■ EXERCISE MATERIALS:

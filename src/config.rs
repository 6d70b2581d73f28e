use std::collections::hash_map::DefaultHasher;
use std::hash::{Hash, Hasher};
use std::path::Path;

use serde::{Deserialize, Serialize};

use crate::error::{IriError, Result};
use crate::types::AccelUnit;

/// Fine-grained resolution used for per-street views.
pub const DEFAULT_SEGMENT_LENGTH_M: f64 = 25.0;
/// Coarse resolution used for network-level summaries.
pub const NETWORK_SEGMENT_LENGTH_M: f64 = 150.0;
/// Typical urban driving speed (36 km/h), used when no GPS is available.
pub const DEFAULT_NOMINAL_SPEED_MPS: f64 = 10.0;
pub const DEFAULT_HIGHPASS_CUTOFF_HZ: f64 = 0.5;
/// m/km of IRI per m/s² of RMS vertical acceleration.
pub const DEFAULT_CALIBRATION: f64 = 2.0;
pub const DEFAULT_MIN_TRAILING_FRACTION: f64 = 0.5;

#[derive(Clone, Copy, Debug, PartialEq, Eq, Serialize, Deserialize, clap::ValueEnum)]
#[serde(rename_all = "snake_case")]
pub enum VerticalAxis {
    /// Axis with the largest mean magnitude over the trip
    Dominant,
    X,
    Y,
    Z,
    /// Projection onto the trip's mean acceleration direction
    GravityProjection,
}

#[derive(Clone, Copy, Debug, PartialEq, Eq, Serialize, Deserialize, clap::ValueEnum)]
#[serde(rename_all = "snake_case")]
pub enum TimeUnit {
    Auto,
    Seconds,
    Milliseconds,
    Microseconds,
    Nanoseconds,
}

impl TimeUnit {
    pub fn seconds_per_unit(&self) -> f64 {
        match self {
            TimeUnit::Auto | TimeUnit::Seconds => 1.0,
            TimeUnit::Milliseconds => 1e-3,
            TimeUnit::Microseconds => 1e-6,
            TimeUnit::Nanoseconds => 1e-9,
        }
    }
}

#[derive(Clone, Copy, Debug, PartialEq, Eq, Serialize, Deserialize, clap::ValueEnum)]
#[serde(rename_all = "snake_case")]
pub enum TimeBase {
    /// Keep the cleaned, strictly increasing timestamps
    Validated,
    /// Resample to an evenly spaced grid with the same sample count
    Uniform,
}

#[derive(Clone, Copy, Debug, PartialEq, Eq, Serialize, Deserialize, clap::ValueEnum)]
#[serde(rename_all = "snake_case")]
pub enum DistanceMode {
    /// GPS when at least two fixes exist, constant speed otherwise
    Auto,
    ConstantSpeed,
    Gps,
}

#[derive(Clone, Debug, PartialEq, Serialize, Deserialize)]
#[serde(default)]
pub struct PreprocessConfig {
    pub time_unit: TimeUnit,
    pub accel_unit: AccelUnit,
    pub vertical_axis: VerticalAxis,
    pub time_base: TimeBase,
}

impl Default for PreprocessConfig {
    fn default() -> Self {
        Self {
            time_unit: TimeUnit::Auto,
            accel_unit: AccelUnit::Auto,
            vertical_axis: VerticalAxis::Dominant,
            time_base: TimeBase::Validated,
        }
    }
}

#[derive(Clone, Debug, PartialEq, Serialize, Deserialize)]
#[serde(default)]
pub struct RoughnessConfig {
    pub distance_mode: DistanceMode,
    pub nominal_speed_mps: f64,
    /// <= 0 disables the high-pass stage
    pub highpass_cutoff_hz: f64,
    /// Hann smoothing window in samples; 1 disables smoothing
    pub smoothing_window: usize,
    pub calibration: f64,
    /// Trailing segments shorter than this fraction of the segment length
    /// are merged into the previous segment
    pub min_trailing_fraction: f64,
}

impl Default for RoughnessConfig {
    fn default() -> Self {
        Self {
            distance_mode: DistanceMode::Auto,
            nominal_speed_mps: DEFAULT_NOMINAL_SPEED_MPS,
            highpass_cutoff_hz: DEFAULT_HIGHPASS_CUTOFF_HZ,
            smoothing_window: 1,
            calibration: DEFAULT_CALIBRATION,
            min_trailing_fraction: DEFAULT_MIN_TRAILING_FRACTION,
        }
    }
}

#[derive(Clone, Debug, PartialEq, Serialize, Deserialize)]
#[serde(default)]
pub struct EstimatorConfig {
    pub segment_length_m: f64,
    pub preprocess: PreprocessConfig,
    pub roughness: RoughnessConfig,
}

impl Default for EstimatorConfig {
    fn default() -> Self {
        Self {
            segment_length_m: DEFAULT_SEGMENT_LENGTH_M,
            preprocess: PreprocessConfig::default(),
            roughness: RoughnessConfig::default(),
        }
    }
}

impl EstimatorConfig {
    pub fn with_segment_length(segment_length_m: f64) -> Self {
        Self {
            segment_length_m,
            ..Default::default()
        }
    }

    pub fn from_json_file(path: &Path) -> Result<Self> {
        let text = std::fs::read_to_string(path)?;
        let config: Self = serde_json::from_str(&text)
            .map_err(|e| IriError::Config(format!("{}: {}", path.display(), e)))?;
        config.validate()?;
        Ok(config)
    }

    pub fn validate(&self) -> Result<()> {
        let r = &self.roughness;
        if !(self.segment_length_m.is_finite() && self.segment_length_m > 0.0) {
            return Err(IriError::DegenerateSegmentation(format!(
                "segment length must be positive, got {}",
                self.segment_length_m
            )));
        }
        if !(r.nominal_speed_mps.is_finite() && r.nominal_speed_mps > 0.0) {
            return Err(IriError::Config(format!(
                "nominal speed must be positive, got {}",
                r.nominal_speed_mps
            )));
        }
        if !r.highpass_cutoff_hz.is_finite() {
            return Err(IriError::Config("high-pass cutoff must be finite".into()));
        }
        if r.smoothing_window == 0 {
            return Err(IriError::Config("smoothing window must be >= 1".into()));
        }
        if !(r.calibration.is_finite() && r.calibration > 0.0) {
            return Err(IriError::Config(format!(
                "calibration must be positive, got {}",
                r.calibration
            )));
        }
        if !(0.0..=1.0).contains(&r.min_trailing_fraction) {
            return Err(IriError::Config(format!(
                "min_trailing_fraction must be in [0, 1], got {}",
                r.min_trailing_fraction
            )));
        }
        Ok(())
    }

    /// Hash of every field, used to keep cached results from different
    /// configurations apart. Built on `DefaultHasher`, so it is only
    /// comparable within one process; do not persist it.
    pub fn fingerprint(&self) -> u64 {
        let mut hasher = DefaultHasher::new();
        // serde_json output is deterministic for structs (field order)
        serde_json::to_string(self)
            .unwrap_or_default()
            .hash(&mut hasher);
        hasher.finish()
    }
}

■ TASK DETAILS:
Word for word, write out all of the entries again.

■ EXPECTED ANSWER:
filename src/config.rs
repository 6d70b2581d73f28e
use std::collections::hash_map::DefaultHasher;
use std::hash::{Hash, Hasher};
use std::path::Path;

use serde::{Deserialize, Serialize};

use crate::error::{IriError, Result};
use crate::types::AccelUnit;

/// Fine-grained resolution used for per-street views.
pub const DEFAULT_SEGMENT_LENGTH_M: f64 = 25.0;
/// Coarse resolution used for network-level summaries.
pub const NETWORK_SEGMENT_LENGTH_M: f64 = 150.0;
/// Typical urban driving speed (36 km/h), used when no GPS is available.
pub const DEFAULT_NOMINAL_SPEED_MPS: f64 = 10.0;
pub const DEFAULT_HIGHPASS_CUTOFF_HZ: f64 = 0.5;
/// m/km of IRI per m/s² of RMS vertical acceleration.
pub const DEFAULT_CALIBRATION: f64 = 2.0;
pub const DEFAULT_MIN_TRAILING_FRACTION: f64 = 0.5;

#[derive(Clone, Copy, Debug, PartialEq, Eq, Serialize, Deserialize, clap::ValueEnum)]
#[serde(rename_all = "snake_case")]
pub enum VerticalAxis {
    /// Axis with the largest mean magnitude over the trip
    Dominant,
    X,
    Y,
    Z,
    /// Projection onto the trip's mean acceleration direction
    GravityProjection,
}

#[derive(Clone, Copy, Debug, PartialEq, Eq, Serialize, Deserialize, clap::ValueEnum)]
#[serde(rename_all = "snake_case")]
pub enum TimeUnit {
    Auto,
    Seconds,
    Milliseconds,
    Microseconds,
    Nanoseconds,
}

impl TimeUnit {
    pub fn seconds_per_unit(&self) -> f64 {
        match self {
            TimeUnit::Auto | TimeUnit::Seconds => 1.0,
            TimeUnit::Milliseconds => 1e-3,
            TimeUnit::Microseconds => 1e-6,
            TimeUnit::Nanoseconds => 1e-9,
        }
    }
}

#[derive(Clone, Copy, Debug, PartialEq, Eq, Serialize, Deserialize, clap::ValueEnum)]
#[serde(rename_all = "snake_case")]
pub enum TimeBase {
    /// Keep the cleaned, strictly increasing timestamps
    Validated,
    /// Resample to an evenly spaced grid with the same sample count
    Uniform,
}

#[derive(Clone, Copy, Debug, PartialEq, Eq, Serialize, Deserialize, clap::ValueEnum)]
#[serde(rename_all = "snake_case")]
pub enum DistanceMode {
    /// GPS when at least two fixes exist, constant speed otherwise
    Auto,
    ConstantSpeed,
    Gps,
}

#[derive(Clone, Debug, PartialEq, Serialize, Deserialize)]
#[serde(default)]
pub struct PreprocessConfig {
    pub time_unit: TimeUnit,
    pub accel_unit: AccelUnit,
    pub vertical_axis: VerticalAxis,
    pub time_base: TimeBase,
}

impl Default for PreprocessConfig {
    fn default() -> Self {
        Self {
            time_unit: TimeUnit::Auto,
            accel_unit: AccelUnit::Auto,
            vertical_axis: VerticalAxis::Dominant,
            time_base: TimeBase::Validated,
        }
    }
}

#[derive(Clone, Debug, PartialEq, Serialize, Deserialize)]
#[serde(default)]
pub struct RoughnessConfig {
    pub distance_mode: DistanceMode,
    pub nominal_speed_mps: f64,
    /// <= 0 disables the high-pass stage
    pub highpass_cutoff_hz: f64,
    /// Hann smoothing window in samples; 1 disables smoothing
    pub smoothing_window: usize,
    pub calibration: f64,
    /// Trailing segments shorter than this fraction of the segment length
    /// are merged into the previous segment
    pub min_trailing_fraction: f64,
}

impl Default for RoughnessConfig {
    fn default() -> Self {
        Self {
            distance_mode: DistanceMode::Auto,
            nominal_speed_mps: DEFAULT_NOMINAL_SPEED_MPS,
            highpass_cutoff_hz: DEFAULT_HIGHPASS_CUTOFF_HZ,
            smoothing_window: 1,
            calibration: DEFAULT_CALIBRATION,
            min_trailing_fraction: DEFAULT_MIN_TRAILING_FRACTION,
        }
    }
}

#[derive(Clone, Debug, PartialEq, Serialize, Deserialize)]
#[serde(default)]
pub struct EstimatorConfig {
    pub segment_length_m: f64,
    pub preprocess: PreprocessConfig,
    pub roughness: RoughnessConfig,
}

impl Default for EstimatorConfig {
    fn default() -> Self {
        Self {
            segment_length_m: DEFAULT_SEGMENT_LENGTH_M,
            preprocess: PreprocessConfig::default(),
            roughness: RoughnessConfig::default(),
        }
    }
}

impl EstimatorConfig {
    pub fn with_segment_length(segment_length_m: f64) -> Self {
        Self {
            segment_length_m,
            ..Default::default()
        }
    }

    pub fn from_json_file(path: &Path) -> Result<Self> {
        let text = std::fs::read_to_string(path)?;
        let config: Self = serde_json::from_str(&text)
            .map_err(|e| IriError::Config(format!("{}: {}", path.display(), e)))?;
        config.validate()?;
        Ok(config)
    }

    pub fn validate(&self) -> Result<()> {
        let r = &self.roughness;
        if !(self.segment_length_m.is_finite() && self.segment_length_m > 0.0) {
            return Err(IriError::DegenerateSegmentation(format!(
                "segment length must be positive, got {}",
                self.segment_length_m
            )));
        }
        if !(r.nominal_speed_mps.is_finite() && r.nominal_speed_mps > 0.0) {
            return Err(IriError::Config(format!(
                "nominal speed must be positive, got {}",
                r.nominal_speed_mps
            )));
        }
        if !r.highpass_cutoff_hz.is_finite() {
            return Err(IriError::Config("high-pass cutoff must be finite".into()));
        }
        if r.smoothing_window == 0 {
            return Err(IriError::Config("smoothing window must be >= 1".into()));
        }
        if !(r.calibration.is_finite() && r.calibration > 0.0) {
            return Err(IriError::Config(format!(
                "calibration must be positive, got {}",
                r.calibration
            )));
        }
        if !(0.0..=1.0).contains(&r.min_trailing_fraction) {
            return Err(IriError::Config(format!(
                "min_trailing_fraction must be in [0, 1], got {}",
                r.min_trailing_fraction
            )));
        }
        Ok(())
    }

    /// Hash of every field, used to keep cached results from different
    /// configurations apart. Built on `DefaultHasher`, so it is only
    /// comparable within one process; do not persist it.
    pub fn fingerprint(&self) -> u64 {
        let mut hasher = DefaultHasher::new();
        // serde_json output is deterministic for structs (field order)
        serde_json::to_string(self)
            .unwrap_or_default()
            .hash(&mut hasher);
        hasher.finish()
    }
}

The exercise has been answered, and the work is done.